## Task:
If a line in the listing below includes the word "usable", pick it out.

--

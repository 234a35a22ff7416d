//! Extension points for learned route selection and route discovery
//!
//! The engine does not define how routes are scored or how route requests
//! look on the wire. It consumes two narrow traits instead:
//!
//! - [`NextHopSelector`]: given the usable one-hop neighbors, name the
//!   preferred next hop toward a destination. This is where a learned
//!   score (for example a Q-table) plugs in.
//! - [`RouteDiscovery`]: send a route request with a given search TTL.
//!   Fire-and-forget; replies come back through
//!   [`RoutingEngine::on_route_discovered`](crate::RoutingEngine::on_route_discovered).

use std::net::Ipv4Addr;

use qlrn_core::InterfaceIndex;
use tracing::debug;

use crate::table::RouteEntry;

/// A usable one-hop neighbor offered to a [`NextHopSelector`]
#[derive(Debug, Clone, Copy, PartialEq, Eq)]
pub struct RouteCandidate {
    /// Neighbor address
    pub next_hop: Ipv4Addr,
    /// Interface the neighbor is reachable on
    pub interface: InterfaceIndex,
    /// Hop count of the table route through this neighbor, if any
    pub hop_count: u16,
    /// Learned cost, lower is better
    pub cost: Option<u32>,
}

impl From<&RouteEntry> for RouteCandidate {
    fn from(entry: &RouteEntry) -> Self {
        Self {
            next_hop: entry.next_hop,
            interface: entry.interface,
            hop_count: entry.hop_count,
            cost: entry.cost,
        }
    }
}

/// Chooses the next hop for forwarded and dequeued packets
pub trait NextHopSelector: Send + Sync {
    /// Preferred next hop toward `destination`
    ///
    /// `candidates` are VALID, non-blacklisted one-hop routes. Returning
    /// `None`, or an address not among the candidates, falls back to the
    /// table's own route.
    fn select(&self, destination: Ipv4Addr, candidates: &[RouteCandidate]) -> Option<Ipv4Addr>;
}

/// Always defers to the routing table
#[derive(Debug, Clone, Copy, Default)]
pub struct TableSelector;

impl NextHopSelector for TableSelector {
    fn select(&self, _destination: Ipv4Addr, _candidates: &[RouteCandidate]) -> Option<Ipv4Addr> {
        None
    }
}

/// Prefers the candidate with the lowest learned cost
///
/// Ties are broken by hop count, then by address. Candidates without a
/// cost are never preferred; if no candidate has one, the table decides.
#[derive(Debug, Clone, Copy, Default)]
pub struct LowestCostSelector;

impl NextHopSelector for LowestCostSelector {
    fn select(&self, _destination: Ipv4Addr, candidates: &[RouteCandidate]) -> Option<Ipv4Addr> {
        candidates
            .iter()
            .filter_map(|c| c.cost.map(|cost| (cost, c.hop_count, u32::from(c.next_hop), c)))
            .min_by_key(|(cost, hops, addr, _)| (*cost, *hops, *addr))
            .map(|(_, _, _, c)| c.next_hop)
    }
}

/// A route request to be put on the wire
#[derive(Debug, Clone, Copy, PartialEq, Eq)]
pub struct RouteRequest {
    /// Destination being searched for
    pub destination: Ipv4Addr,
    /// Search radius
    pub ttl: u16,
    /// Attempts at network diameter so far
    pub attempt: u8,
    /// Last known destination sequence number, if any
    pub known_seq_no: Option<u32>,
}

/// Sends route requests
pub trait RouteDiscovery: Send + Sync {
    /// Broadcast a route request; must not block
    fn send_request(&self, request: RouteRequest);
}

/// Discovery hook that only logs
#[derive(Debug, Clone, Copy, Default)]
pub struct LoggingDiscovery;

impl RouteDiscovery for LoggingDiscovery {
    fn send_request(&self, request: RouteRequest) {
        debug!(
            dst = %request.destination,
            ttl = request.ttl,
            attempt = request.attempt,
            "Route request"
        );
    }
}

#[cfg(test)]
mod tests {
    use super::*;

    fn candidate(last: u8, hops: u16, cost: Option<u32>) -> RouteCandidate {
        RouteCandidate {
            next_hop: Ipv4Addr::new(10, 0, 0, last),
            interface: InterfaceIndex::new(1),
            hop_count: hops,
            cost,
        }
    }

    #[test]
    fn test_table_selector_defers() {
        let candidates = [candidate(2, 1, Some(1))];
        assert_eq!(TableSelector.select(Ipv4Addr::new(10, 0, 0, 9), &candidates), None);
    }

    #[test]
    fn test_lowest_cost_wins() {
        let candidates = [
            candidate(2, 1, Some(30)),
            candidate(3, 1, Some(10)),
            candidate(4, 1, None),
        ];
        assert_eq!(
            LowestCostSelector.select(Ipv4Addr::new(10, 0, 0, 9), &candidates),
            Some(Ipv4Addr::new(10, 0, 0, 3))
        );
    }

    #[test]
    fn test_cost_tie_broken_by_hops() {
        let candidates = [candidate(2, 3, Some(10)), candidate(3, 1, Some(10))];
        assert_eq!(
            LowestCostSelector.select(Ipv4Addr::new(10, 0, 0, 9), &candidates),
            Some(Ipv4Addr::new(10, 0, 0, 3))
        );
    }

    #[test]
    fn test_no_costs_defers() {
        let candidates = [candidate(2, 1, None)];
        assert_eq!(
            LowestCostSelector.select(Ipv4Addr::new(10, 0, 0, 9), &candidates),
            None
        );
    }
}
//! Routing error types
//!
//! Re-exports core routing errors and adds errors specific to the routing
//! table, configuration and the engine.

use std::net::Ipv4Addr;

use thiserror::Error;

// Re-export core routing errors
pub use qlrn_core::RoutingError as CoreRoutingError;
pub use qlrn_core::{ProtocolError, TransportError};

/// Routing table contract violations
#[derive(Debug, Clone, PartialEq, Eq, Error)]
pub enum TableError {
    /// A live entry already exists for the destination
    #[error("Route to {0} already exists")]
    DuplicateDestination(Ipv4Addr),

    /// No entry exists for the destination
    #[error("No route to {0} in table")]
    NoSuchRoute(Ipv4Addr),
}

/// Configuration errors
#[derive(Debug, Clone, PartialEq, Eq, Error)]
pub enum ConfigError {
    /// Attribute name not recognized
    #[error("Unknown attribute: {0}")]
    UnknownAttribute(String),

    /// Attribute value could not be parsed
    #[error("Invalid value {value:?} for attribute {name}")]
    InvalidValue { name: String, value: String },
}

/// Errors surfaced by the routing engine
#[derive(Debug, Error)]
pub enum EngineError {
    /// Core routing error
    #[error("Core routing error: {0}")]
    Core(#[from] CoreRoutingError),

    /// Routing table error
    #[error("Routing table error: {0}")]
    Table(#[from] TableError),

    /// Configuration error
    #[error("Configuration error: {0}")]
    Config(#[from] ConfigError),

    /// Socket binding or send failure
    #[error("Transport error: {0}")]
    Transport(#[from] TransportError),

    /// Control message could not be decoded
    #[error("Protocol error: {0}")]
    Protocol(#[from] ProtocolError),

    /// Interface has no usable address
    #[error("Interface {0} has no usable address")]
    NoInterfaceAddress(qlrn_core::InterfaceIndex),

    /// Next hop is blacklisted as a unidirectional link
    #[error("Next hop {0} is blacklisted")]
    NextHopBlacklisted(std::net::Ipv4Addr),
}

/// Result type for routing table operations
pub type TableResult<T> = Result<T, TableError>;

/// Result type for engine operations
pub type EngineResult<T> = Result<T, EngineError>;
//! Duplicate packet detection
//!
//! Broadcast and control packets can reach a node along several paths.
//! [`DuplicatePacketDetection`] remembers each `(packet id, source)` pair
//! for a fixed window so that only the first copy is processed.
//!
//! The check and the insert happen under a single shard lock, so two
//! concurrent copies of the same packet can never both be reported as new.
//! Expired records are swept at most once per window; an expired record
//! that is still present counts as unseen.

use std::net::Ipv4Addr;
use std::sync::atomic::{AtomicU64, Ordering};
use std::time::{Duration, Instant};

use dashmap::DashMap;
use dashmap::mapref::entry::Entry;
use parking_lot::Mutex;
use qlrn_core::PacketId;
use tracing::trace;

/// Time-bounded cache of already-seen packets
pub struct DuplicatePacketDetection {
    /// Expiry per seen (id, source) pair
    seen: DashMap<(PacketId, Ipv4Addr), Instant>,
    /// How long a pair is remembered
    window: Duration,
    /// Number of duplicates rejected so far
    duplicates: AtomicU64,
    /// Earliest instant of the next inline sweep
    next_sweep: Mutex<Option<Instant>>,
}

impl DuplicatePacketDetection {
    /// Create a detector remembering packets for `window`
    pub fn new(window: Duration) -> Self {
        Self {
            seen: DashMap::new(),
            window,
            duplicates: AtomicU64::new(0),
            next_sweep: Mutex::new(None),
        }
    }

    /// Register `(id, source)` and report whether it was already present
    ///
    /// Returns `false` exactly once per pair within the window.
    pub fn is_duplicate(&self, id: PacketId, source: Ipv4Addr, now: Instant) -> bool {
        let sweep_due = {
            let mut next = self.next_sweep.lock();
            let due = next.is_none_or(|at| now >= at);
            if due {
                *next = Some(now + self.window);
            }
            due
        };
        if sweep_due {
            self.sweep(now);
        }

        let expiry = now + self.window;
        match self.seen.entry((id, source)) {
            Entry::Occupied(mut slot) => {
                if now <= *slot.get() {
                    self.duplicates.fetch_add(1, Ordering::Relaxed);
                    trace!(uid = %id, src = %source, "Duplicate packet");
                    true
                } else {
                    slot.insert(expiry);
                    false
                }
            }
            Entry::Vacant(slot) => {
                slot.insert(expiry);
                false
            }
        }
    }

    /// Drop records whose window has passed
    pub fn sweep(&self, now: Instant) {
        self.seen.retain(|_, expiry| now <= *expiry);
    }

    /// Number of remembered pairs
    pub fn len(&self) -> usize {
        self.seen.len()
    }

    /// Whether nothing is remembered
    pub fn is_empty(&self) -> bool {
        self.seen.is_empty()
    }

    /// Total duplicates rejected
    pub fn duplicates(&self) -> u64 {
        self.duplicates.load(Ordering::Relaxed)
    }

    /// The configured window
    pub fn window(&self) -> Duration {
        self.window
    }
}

--

## Exercise answer:
//! - [`NextHopSelector`]: given the usable one-hop neighbors, name the
/// A usable one-hop neighbor offered to a [`NextHopSelector`]
    /// Interface has no usable address
    #[error("Interface {0} has no usable address")]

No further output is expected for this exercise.